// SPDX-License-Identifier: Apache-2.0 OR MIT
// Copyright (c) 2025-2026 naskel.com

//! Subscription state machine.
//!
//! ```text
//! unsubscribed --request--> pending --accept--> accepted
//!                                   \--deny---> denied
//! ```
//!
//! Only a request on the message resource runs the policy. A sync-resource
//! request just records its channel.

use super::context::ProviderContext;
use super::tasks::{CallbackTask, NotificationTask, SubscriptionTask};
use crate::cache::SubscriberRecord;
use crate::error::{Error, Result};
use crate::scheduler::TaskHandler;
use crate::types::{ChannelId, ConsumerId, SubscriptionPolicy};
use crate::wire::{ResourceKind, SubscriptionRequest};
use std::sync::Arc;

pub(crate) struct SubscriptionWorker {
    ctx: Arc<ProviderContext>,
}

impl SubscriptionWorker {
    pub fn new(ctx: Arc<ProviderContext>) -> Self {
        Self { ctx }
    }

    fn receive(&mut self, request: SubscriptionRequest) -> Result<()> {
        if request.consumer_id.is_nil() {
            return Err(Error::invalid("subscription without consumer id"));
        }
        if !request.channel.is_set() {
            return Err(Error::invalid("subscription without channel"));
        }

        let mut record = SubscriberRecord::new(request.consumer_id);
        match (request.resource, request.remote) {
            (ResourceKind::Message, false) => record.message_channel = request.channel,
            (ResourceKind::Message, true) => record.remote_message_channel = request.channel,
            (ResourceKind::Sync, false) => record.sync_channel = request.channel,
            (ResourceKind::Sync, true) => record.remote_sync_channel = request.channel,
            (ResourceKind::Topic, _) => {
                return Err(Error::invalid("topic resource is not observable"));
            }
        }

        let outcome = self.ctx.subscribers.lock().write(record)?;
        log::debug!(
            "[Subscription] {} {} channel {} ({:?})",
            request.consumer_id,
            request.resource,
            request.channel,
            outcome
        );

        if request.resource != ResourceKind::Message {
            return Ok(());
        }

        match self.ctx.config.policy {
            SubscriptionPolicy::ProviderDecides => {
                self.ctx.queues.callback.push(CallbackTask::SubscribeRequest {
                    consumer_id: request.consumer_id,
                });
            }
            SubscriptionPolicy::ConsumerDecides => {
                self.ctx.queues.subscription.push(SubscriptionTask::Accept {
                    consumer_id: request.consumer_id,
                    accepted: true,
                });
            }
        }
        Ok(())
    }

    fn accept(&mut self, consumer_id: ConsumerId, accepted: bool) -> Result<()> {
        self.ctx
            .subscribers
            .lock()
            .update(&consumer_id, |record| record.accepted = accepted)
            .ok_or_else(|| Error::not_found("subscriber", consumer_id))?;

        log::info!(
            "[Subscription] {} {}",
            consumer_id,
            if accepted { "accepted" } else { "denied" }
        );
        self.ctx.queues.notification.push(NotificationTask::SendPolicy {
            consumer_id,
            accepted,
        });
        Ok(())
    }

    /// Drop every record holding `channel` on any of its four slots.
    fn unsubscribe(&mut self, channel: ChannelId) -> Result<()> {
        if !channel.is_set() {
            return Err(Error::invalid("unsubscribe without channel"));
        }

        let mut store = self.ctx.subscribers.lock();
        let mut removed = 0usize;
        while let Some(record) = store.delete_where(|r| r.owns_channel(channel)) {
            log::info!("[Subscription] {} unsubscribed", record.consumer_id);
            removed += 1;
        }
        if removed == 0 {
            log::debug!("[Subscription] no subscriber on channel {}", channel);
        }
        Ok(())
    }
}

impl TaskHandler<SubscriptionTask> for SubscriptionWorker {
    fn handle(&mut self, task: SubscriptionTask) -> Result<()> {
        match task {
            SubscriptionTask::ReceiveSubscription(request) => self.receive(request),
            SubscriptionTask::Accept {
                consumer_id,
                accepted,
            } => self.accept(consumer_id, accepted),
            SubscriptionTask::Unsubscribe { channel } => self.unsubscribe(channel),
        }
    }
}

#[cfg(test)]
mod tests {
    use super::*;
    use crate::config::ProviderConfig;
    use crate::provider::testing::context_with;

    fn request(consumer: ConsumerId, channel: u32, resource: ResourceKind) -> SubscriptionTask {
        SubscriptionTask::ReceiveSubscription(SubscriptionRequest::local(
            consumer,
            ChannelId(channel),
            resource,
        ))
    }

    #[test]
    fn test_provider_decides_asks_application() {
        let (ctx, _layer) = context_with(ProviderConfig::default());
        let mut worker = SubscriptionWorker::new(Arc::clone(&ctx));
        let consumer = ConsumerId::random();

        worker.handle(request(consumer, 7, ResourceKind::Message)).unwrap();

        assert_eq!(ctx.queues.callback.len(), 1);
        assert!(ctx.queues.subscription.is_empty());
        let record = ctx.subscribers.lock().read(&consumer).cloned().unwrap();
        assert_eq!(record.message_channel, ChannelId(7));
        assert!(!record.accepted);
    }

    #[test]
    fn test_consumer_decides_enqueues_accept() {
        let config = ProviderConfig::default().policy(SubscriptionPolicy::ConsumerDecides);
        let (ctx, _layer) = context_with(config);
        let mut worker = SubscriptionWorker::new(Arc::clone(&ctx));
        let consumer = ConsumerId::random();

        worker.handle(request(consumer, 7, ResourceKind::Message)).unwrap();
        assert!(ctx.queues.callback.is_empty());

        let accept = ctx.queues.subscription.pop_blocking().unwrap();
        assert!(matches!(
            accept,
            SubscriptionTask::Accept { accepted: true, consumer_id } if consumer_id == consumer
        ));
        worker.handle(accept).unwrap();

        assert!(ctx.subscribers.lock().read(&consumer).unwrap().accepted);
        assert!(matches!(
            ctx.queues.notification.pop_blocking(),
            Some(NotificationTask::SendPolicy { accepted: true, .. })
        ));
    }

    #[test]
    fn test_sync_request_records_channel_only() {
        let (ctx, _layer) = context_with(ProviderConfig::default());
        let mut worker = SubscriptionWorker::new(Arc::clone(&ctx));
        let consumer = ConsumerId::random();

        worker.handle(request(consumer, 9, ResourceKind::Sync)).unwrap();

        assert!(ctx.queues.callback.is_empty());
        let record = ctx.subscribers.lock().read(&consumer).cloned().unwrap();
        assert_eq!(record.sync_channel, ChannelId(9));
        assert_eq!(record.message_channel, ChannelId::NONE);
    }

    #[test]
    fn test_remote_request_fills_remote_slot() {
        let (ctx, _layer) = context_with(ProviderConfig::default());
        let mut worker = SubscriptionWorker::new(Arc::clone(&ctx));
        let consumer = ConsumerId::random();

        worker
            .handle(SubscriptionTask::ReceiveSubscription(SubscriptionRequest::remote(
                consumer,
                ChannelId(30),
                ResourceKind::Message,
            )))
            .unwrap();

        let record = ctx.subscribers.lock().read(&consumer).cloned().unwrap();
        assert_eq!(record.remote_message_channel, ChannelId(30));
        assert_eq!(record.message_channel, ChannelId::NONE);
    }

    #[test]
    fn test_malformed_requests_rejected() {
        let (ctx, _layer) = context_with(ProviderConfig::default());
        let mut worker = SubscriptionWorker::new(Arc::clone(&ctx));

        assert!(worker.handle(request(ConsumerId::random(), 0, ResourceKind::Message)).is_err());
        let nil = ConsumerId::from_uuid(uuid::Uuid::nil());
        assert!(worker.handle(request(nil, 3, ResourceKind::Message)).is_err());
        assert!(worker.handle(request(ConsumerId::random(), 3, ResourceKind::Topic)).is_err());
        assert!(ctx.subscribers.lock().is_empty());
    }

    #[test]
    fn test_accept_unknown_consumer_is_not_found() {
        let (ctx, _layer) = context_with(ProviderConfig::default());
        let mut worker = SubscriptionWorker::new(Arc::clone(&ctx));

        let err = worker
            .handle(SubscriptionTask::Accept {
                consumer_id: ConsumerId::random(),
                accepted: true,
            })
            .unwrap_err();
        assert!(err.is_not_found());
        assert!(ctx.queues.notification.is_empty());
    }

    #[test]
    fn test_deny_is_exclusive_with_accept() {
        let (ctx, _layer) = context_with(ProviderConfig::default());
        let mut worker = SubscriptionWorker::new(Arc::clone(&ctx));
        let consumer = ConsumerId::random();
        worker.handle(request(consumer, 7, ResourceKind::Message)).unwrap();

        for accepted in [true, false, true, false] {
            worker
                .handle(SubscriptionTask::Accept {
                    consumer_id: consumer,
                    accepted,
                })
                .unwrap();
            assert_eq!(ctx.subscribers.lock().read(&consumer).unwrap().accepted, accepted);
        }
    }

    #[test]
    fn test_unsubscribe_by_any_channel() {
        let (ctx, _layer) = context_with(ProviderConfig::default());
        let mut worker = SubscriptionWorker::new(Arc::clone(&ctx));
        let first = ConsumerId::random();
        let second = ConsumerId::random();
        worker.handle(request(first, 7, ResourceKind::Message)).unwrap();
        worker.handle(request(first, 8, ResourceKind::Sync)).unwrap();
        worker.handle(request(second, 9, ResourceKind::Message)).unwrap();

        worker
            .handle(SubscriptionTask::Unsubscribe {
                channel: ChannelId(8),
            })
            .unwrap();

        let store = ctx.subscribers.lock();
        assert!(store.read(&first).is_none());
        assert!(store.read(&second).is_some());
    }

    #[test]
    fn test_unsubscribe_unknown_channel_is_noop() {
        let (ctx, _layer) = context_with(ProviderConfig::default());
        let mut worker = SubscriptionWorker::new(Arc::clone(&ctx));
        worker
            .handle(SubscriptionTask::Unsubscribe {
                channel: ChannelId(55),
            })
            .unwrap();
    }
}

====

▶ _TASK INSTRUCTIONS_: Check each line of the entries above for the word "true". List the ones that have it.

▶ _TASK RESPONSE_:
            (ResourceKind::Message, true) => record.remote_message_channel = request.channel,
            (ResourceKind::Sync, true) => record.remote_sync_channel = request.channel,
                    accepted: true,
            SubscriptionTask::Accept { accepted: true, consumer_id } if consumer_id == consumer
            Some(NotificationTask::SendPolicy { accepted: true, .. })
                accepted: true,
        for accepted in [true, false, true, false] {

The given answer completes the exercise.